▶
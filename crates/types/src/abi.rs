// Path: crates/types/src/abi.rs

//! JSON ABIs of the governance contracts.
//!
//! Only the functions the finalization layer and its tooling call are listed.
//! The contracts themselves are deployed at the addresses in
//! [`crate::params`].

use ethabi::Contract;

/// Masternode registry: activation and enumeration of masternodes.
pub const MASTERNODE_REGISTRY_ABI: &str = r#"[
  {"type":"function","name":"enumerateActive","stateMutability":"view",
   "inputs":[],
   "outputs":[{"name":"masternodes","type":"address[]"}]},
  {"type":"function","name":"announce","stateMutability":"nonpayable",
   "inputs":[{"name":"masternode","type":"address"},
             {"name":"ipv4address","type":"uint32"},
             {"name":"enode","type":"bytes32[2]"}],
   "outputs":[]},
  {"type":"function","name":"denounce","stateMutability":"nonpayable",
   "inputs":[{"name":"masternode","type":"address"}],
   "outputs":[]}
]"#;

/// Masternode token: collateral deposits backing masternode announcements.
pub const MASTERNODE_TOKEN_ABI: &str = r#"[
  {"type":"function","name":"depositCollateral","stateMutability":"payable",
   "inputs":[],
   "outputs":[]},
  {"type":"function","name":"withdrawCollateral","stateMutability":"nonpayable",
   "inputs":[{"name":"amount","type":"uint256"}],
   "outputs":[]},
  {"type":"function","name":"balanceOf","stateMutability":"view",
   "inputs":[{"name":"owner","type":"address"}],
   "outputs":[{"name":"balance","type":"uint256"}]}
]"#;

/// Block reward: per-block reward computation and distribution.
pub const BLOCK_REWARD_ABI: &str = r#"[
  {"type":"function","name":"getReward","stateMutability":"view",
   "inputs":[{"name":"blockNumber","type":"uint256"}],
   "outputs":[{"name":"amount","type":"uint256"}]},
  {"type":"function","name":"reward","stateMutability":"payable",
   "inputs":[],
   "outputs":[]}
]"#;

/// Blacklist registry: governance proposals to freeze and drain accounts.
pub const BLACKLIST_REGISTRY_ABI: &str = r#"[
  {"type":"function","name":"propose","stateMutability":"payable",
   "inputs":[{"name":"addr","type":"address"}],
   "outputs":[{"name":"proposal","type":"address"}]},
  {"type":"function","name":"proposeDrain","stateMutability":"payable",
   "inputs":[{"name":"addr","type":"address"}],
   "outputs":[{"name":"proposal","type":"address"}]},
  {"type":"function","name":"enumerateBlocked","stateMutability":"view",
   "inputs":[],
   "outputs":[{"name":"addresses","type":"address[]"}]},
  {"type":"function","name":"enumerateDrainable","stateMutability":"view",
   "inputs":[],
   "outputs":[{"name":"addresses","type":"address[]"}]},
  {"type":"function","name":"isBlacklisted","stateMutability":"view",
   "inputs":[{"name":"addr","type":"address"}],
   "outputs":[{"name":"blocked","type":"bool"}]}
]"#;

/// Governance proposal created by the blacklist registry.
pub const PROPOSAL_ABI: &str = r#"[
  {"type":"function","name":"voteAccept","stateMutability":"nonpayable",
   "inputs":[],
   "outputs":[]},
  {"type":"function","name":"voteReject","stateMutability":"nonpayable",
   "inputs":[],
   "outputs":[]},
  {"type":"function","name":"isAccepted","stateMutability":"view",
   "inputs":[],
   "outputs":[{"name":"accepted","type":"bool"}]}
]"#;

/// Gen2 migration contract: one-time snapshot installation.
pub const GEN2_MIGRATION_ABI: &str = r#"[
  {"type":"function","name":"setSnapshot","stateMutability":"nonpayable",
   "inputs":[{"name":"owners","type":"address[]"},
             {"name":"amounts","type":"uint256[]"},
             {"name":"blacklist","type":"address[]"}],
   "outputs":[]},
  {"type":"function","name":"totalAmount","stateMutability":"view",
   "inputs":[],
   "outputs":[{"name":"amount","type":"uint256"}]}
]"#;

/// Parses one of the ABI documents above.
pub fn load(json: &str) -> Result<Contract, ethabi::Error> {
    Contract::load(json.as_bytes())
}

#[cfg(test)]
mod tests {
    use super::*;

    #[test]
    fn all_abis_parse() {
        for json in [
            MASTERNODE_REGISTRY_ABI,
            MASTERNODE_TOKEN_ABI,
            BLOCK_REWARD_ABI,
            BLACKLIST_REGISTRY_ABI,
            PROPOSAL_ABI,
            GEN2_MIGRATION_ABI,
        ] {
            load(json).unwrap();
        }
    }

    #[test]
    fn selectors_match_solidity_signatures() {
        let selector = |sig: &str| {
            let digest = crate::primitives::keccak256(sig.as_bytes());
            let mut out = [0u8; 4];
            out.copy_from_slice(&digest.as_bytes()[..4]);
            out
        };

        let registry = load(MASTERNODE_REGISTRY_ABI).unwrap();
        let f = registry.function("enumerateActive").unwrap();
        assert_eq!(f.short_signature(), selector("enumerateActive()"));

        let migration = load(GEN2_MIGRATION_ABI).unwrap();
        let f = migration.function("setSnapshot").unwrap();
        assert_eq!(
            f.short_signature(),
            selector("setSnapshot(address[],uint256[],address[])")
        );
    }
}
◀
■ What you are asked to do: Reproduce the material above exactly; please quote every line of it.

■ Answer box:
filename crates/types/src/abi.rs
// Path: crates/types/src/abi.rs

//! JSON ABIs of the governance contracts.
//!
//! Only the functions the finalization layer and its tooling call are listed.
//! The contracts themselves are deployed at the addresses in
//! [`crate::params`].

use ethabi::Contract;

/// Masternode registry: activation and enumeration of masternodes.
pub const MASTERNODE_REGISTRY_ABI: &str = r#"[
  {"type":"function","name":"enumerateActive","stateMutability":"view",
   "inputs":[],
   "outputs":[{"name":"masternodes","type":"address[]"}]},
  {"type":"function","name":"announce","stateMutability":"nonpayable",
   "inputs":[{"name":"masternode","type":"address"},
             {"name":"ipv4address","type":"uint32"},
             {"name":"enode","type":"bytes32[2]"}],
   "outputs":[]},
  {"type":"function","name":"denounce","stateMutability":"nonpayable",
   "inputs":[{"name":"masternode","type":"address"}],
   "outputs":[]}
]"#;

/// Masternode token: collateral deposits backing masternode announcements.
pub const MASTERNODE_TOKEN_ABI: &str = r#"[
  {"type":"function","name":"depositCollateral","stateMutability":"payable",
   "inputs":[],
   "outputs":[]},
  {"type":"function","name":"withdrawCollateral","stateMutability":"nonpayable",
   "inputs":[{"name":"amount","type":"uint256"}],
   "outputs":[]},
  {"type":"function","name":"balanceOf","stateMutability":"view",
   "inputs":[{"name":"owner","type":"address"}],
   "outputs":[{"name":"balance","type":"uint256"}]}
]"#;

/// Block reward: per-block reward computation and distribution.
pub const BLOCK_REWARD_ABI: &str = r#"[
  {"type":"function","name":"getReward","stateMutability":"view",
   "inputs":[{"name":"blockNumber","type":"uint256"}],
   "outputs":[{"name":"amount","type":"uint256"}]},
  {"type":"function","name":"reward","stateMutability":"payable",
   "inputs":[],
   "outputs":[]}
]"#;

/// Blacklist registry: governance proposals to freeze and drain accounts.
pub const BLACKLIST_REGISTRY_ABI: &str = r#"[
  {"type":"function","name":"propose","stateMutability":"payable",
   "inputs":[{"name":"addr","type":"address"}],
   "outputs":[{"name":"proposal","type":"address"}]},
  {"type":"function","name":"proposeDrain","stateMutability":"payable",
   "inputs":[{"name":"addr","type":"address"}],
   "outputs":[{"name":"proposal","type":"address"}]},
  {"type":"function","name":"enumerateBlocked","stateMutability":"view",
   "inputs":[],
   "outputs":[{"name":"addresses","type":"address[]"}]},
  {"type":"function","name":"enumerateDrainable","stateMutability":"view",
   "inputs":[],
   "outputs":[{"name":"addresses","type":"address[]"}]},
  {"type":"function","name":"isBlacklisted","stateMutability":"view",
   "inputs":[{"name":"addr","type":"address"}],
   "outputs":[{"name":"blocked","type":"bool"}]}
]"#;

/// Governance proposal created by the blacklist registry.
pub const PROPOSAL_ABI: &str = r#"[
  {"type":"function","name":"voteAccept","stateMutability":"nonpayable",
   "inputs":[],
   "outputs":[]},
  {"type":"function","name":"voteReject","stateMutability":"nonpayable",
   "inputs":[],
   "outputs":[]},
  {"type":"function","name":"isAccepted","stateMutability":"view",
   "inputs":[],
   "outputs":[{"name":"accepted","type":"bool"}]}
]"#;

/// Gen2 migration contract: one-time snapshot installation.
pub const GEN2_MIGRATION_ABI: &str = r#"[
  {"type":"function","name":"setSnapshot","stateMutability":"nonpayable",
   "inputs":[{"name":"owners","type":"address[]"},
             {"name":"amounts","type":"uint256[]"},
             {"name":"blacklist","type":"address[]"}],
   "outputs":[]},
  {"type":"function","name":"totalAmount","stateMutability":"view",
   "inputs":[],
   "outputs":[{"name":"amount","type":"uint256"}]}
]"#;

/// Parses one of the ABI documents above.
pub fn load(json: &str) -> Result<Contract, ethabi::Error> {
    Contract::load(json.as_bytes())
}

#[cfg(test)]
mod tests {
    use super::*;

    #[test]
    fn all_abis_parse() {
        for json in [
            MASTERNODE_REGISTRY_ABI,
            MASTERNODE_TOKEN_ABI,
            BLOCK_REWARD_ABI,
            BLACKLIST_REGISTRY_ABI,
            PROPOSAL_ABI,
            GEN2_MIGRATION_ABI,
        ] {
            load(json).unwrap();
        }
    }

    #[test]
    fn selectors_match_solidity_signatures() {
        let selector = |sig: &str| {
            let digest = crate::primitives::keccak256(sig.as_bytes());
            let mut out = [0u8; 4];
            out.copy_from_slice(&digest.as_bytes()[..4]);
            out
        };

        let registry = load(MASTERNODE_REGISTRY_ABI).unwrap();
        let f = registry.function("enumerateActive").unwrap();
        assert_eq!(f.short_signature(), selector("enumerateActive()"));

        let migration = load(GEN2_MIGRATION_ABI).unwrap();
        let f = migration.function("setSnapshot").unwrap();
        assert_eq!(
            f.short_signature(),
            selector("setSnapshot(address[],uint256[],address[])")
        );
    }
}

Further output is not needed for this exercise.